At the Lisbon Summit, the OSCE participating States (excluding Armenia) agreed on the following principles in the solution of Armenian-Azerbaijani conflict:
- Territorial integrity of the Armenia and the Azerbaijan;
- To give the highest self-government status to Nagorno-Karabakh within Azerbaijan;
- To ensure the security of the entire population of Nagorno-Karabakh.
The United States of America, Russia and France are chairing the OSCE Minsk Group since January 1, 1997.

At present, Co-Chairs of the Minsk Group are:
- Bernard Fassier (France)
- Igor Popov (Russia)
At present, the content of the Minsk Group are consisting of: (according to information on the OSCE official website):

| USA | The Kingdom of the Netherlands |
| Germany | Portugal |
| Azerbaijan | Russia |
| Belarus | Turkey |
| Armenia | Sweden |
| Italy | Finland |
| France |  |

The Minsk Group Co-chairs for the solution of the Armenian-Azerbaijani conflict made three proposals during 1997–1998. The first two proposals were rejected by Armenia and the last one was not accepted by Azerbaijan.
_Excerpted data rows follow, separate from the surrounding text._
//! Unified error handling for the back-office.
//!
//! Every handler returns `Result<T, AppError>`; every error body is
//! `{"error": "<message>"}`. Server-side failures go to Sentry and the
//! client only sees a generic message.

use axum::{
    Json,
    http::StatusCode,
    response::{IntoResponse, Response},
};
use thiserror::Error;

use crate::db::RepositoryError;
use crate::models::{CategoryInputError, CouponInputError, ProductInputError};
use crate::services::{AdminAuthError, OrderAdminError, RazorpayError, StorageError};

/// Application-level error type for the back-office.
#[derive(Debug, Error)]
pub enum AppError {
    /// Database operation failed.
    #[error("Database error: {0}")]
    Database(#[from] RepositoryError),

    /// Sign-in or admin check failed.
    #[error("Auth error: {0}")]
    Auth(#[from] AdminAuthError),

    /// Order status change or refund failed.
    #[error("Order error: {0}")]
    Order(#[from] OrderAdminError),

    /// Object storage operation failed.
    #[error("Storage error: {0}")]
    Storage(#[from] StorageError),

    /// Razorpay call failed.
    #[error("Payment error: {0}")]
    Payment(#[from] RazorpayError),

    /// Resource not found.
    #[error("Not found: {0}")]
    NotFound(String),

    /// User is not authenticated.
    #[error("Unauthorized: {0}")]
    Unauthorized(String),

    /// User lacks permission.
    #[error("Forbidden: {0}")]
    Forbidden(String),

    /// Bad request from client.
    #[error("Bad request: {0}")]
    BadRequest(String),

    /// Submitted form failed validation.
    #[error("Validation failed: {0}")]
    Validation(String),

    /// Write conflicts with existing data.
    #[error("Conflict: {0}")]
    Conflict(String),

    /// Internal server error.
    #[error("Internal error: {0}")]
    Internal(String),
}

const INTERNAL: &str = "Internal server error";

impl From<tower_sessions::session::Error> for AppError {
    fn from(e: tower_sessions::session::Error) -> Self {
        Self::Internal(format!("session error: {e}"))
    }
}

impl From<CategoryInputError> for AppError {
    fn from(e: CategoryInputError) -> Self {
        Self::Validation(e.to_string())
    }
}

impl From<ProductInputError> for AppError {
    fn from(e: ProductInputError) -> Self {
        Self::Validation(e.to_string())
    }
}

impl From<CouponInputError> for AppError {
    fn from(e: CouponInputError) -> Self {
        Self::Validation(e.to_string())
    }
}

impl AppError {
    /// Status code and client-facing message.
    fn status_and_message(&self) -> (StatusCode, String) {
        match self {
            Self::Database(err) => repository_status(err),
            Self::Auth(err) => match err {
                AdminAuthError::InvalidCredentials => (StatusCode::UNAUTHORIZED, err.to_string()),
                AdminAuthError::NotAdmin => (StatusCode::FORBIDDEN, err.to_string()),
                AdminAuthError::Repository(inner) => repository_status(inner),
            },
            Self::Order(err) => order_status(err),
            Self::Storage(err) => match err {
                StorageError::UnsupportedType | StorageError::TooLarge | StorageError::Empty => {
                    (StatusCode::BAD_REQUEST, err.to_string())
                }
                StorageError::Config(_) => (StatusCode::INTERNAL_SERVER_ERROR, INTERNAL.to_owned()),
                StorageError::Http(_) | StorageError::Api { .. } => (
                    StatusCode::BAD_GATEWAY,
                    "Image storage unavailable".to_owned(),
                ),
            },
            Self::Payment(_) => (
                StatusCode::BAD_GATEWAY,
                "Payment gateway unavailable".to_owned(),
            ),
            Self::NotFound(msg) => (StatusCode::NOT_FOUND, msg.clone()),
            Self::Unauthorized(msg) => (StatusCode::UNAUTHORIZED, msg.clone()),
            Self::Forbidden(msg) => (StatusCode::FORBIDDEN, msg.clone()),
            Self::BadRequest(msg) | Self::Validation(msg) => (StatusCode::BAD_REQUEST, msg.clone()),
            Self::Conflict(msg) => (StatusCode::CONFLICT, msg.clone()),
            Self::Internal(_) => (StatusCode::INTERNAL_SERVER_ERROR, INTERNAL.to_owned()),
        }
    }
}

fn repository_status(err: &RepositoryError) -> (StatusCode, String) {
    match err {
        RepositoryError::NotFound => (StatusCode::NOT_FOUND, "Not found".to_owned()),
        RepositoryError::Conflict(msg) => (StatusCode::CONFLICT, msg.clone()),
        RepositoryError::Database(_) | RepositoryError::DataCorruption(_) => {
            (StatusCode::INTERNAL_SERVER_ERROR, INTERNAL.to_owned())
        }
    }
}

fn order_status(err: &OrderAdminError) -> (StatusCode, String) {
    match err {
        OrderAdminError::NotFound => (StatusCode::NOT_FOUND, err.to_string()),
        OrderAdminError::InvalidTransition { .. }
        | OrderAdminError::NotRefundable
        | OrderAdminError::InvalidAmount
        | OrderAdminError::ExceedsRefundable { .. } => (StatusCode::BAD_REQUEST, err.to_string()),
        OrderAdminError::Gateway(_) => (
            StatusCode::BAD_GATEWAY,
            "Refund was rejected by the payment gateway".to_owned(),
        ),
        OrderAdminError::Money(_) => (StatusCode::INTERNAL_SERVER_ERROR, INTERNAL.to_owned()),
        OrderAdminError::Repository(inner) => repository_status(inner),
    }
}

impl IntoResponse for AppError {
    fn into_response(self) -> Response {
        let (status, message) = self.status_and_message();

        if status.is_server_error() {
            let event_id = sentry::capture_error(&self);
            tracing::error!(
                error = %self,
                sentry_event_id = %event_id,
                "Admin request error"
            );
        }

        (status, Json(serde_json::json!({ "error": message }))).into_response()
    }
}

/// Result type alias for `AppError`.
pub type Result<T> = std::result::Result<T, AppError>;

/// Set the Sentry user context from the signed-in admin.
pub fn set_sentry_user(admin_id: &impl ToString, email: Option<&str>) {
    sentry::configure_scope(|scope| {
        scope.set_user(Some(sentry::User {
            id: Some(admin_id.to_string()),
            email: email.map(String::from),
            ..Default::default()
        }));
    });
}

/// Clear the Sentry user context.
pub fn clear_sentry_user() {
    sentry::configure_scope(|scope| {
        scope.set_user(None);
    });
}

#[cfg(test)]
#[allow(clippy::unwrap_used)]
mod tests {
    use super::*;
    use patra_core::OrderStatus;
    use rust_decimal::Decimal;

    fn status(err: AppError) -> StatusCode {
        err.into_response().status()
    }

    #[test]
    fn test_app_error_display() {
        let err = AppError::NotFound("order-123".to_string());
        assert_eq!(err.to_string(), "Not found: order-123");

        let err = AppError::Conflict("Category still has products".to_string());
        assert_eq!(err.to_string(), "Conflict: Category still has products");
    }

    #[test]
    fn test_app_error_status_codes() {
        assert_eq!(status(AppError::NotFound("x".into())), StatusCode::NOT_FOUND);
        assert_eq!(status(AppError::Unauthorized("x".into())), StatusCode::UNAUTHORIZED);
        assert_eq!(status(AppError::Forbidden("x".into())), StatusCode::FORBIDDEN);
        assert_eq!(status(AppError::Validation("x".into())), StatusCode::BAD_REQUEST);
        assert_eq!(status(AppError::Conflict("x".into())), StatusCode::CONFLICT);
        assert_eq!(
            status(AppError::Internal("x".into())),
            StatusCode::INTERNAL_SERVER_ERROR
        );
    }

    #[test]
    fn test_auth_errors() {
        assert_eq!(
            status(AdminAuthError::InvalidCredentials.into()),
            StatusCode::UNAUTHORIZED
        );
        assert_eq!(status(AdminAuthError::NotAdmin.into()), StatusCode::FORBIDDEN);
    }

    #[test]
    fn test_order_errors() {
        assert_eq!(
            status(
                OrderAdminError::InvalidTransition {
                    from: OrderStatus::Delivered,
                    to: OrderStatus::Pending,
                }
                .into()
            ),
            StatusCode::BAD_REQUEST
        );
        assert_eq!(status(OrderAdminError::NotFound.into()), StatusCode::NOT_FOUND);

        let (_, msg) = AppError::from(OrderAdminError::ExceedsRefundable {
            available: Decimal::new(25_050, 2),
        })
        .status_and_message();
        assert_eq!(msg, "Refund exceeds the refundable balance of 250.50");
    }

    #[test]
    fn test_input_errors_are_bad_requests() {
        let err = AppError::from(ProductInputError::PriceNotPositive);
        let (code, msg) = err.status_and_message();
        assert_eq!(code, StatusCode::BAD_REQUEST);
        assert_eq!(msg, "Price must be positive");

        assert_eq!(
            status(CouponInputError::PercentageTooLarge.into()),
            StatusCode::BAD_REQUEST
        );
    }

    #[test]
    fn test_storage_errors() {
        assert_eq!(status(StorageError::TooLarge.into()), StatusCode::BAD_REQUEST);
        assert_eq!(
            status(
                StorageError::Api {
                    status: 500,
                    message: "boom".into()
                }
                .into()
            ),
            StatusCode::BAD_GATEWAY
        );
    }

    #[test]
    fn test_internal_details_hidden() {
        let (_, msg) = AppError::Internal("pool exhausted".into()).status_and_message();
        assert_eq!(msg, "Internal server error");
    }
}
Participating in the next Summit of Heads of State and Government of the OSCE member states held in Istanbul on 18–19 November 1999, Azerbaijan joined the Istanbul Declaration and the European Security Charter.

The close cooperation was achieved between the OSCE Parliamentary Assembly (PA) consisting of over 300 deputy, and the National Assembly of Azerbaijan. The members of Parliamentary Assembly of OSCE representing Azerbaijan attend Parliamentary Assembly meetings each year.

Resolution #318 of the OSCE Permanent Council on the establishment of the OSCE Office in Baku was accepted on November 16, 1999.

After the Resolution #318 of the OSCE Permanent Council was accepted, Mutual Understanding Memorandum signed on November 25, 1999 was the beginning of cooperation between the OSCE and Azerbaijan.

The official opening of the OSCE Office in Baku took place on 18 July 2000.

== Minsk Group proposals ==

After the OSCE summit in Lisbon, the United States and France were appointed as co-chairs for the Minsk Group along with Russia. From the second half of 1997 to the present day, co-chairs of the Minsk Group made three proposals based on the principle of Lisbon summit about the return of seven districts located at out of Nagorno-Karabakh region to Azerbaijan and determination of the legal status of Mountainous Garabagh (Nagorno-Karabakh). The first two proposals were rejected by Armenia and the last one was not accepted by Azerbaijan:

=== Package ===
In this version, which was proposed in July 1997, envisaged simultaneous coordination of all issues including the determination of the status of Nagorno-Karabakh. However, Azerbaijan side rejected the proposal.

=== Stage ===
In this version proposed in September 1997, the way to resolve the conflict was in a staged manner. However, the Armenian side did not accept this proposal.

=== Common State solution ===
This proposal was based on the practice of the "Common State", which does not exist in the world practice. The idea of the "Common State" rejected by Azerbaijan was an indication of indifference to the documents adopted at the OSCE Budapest and Lisbon meetings. As a result, it was not possible to achieve positive results in the solution of the conflict.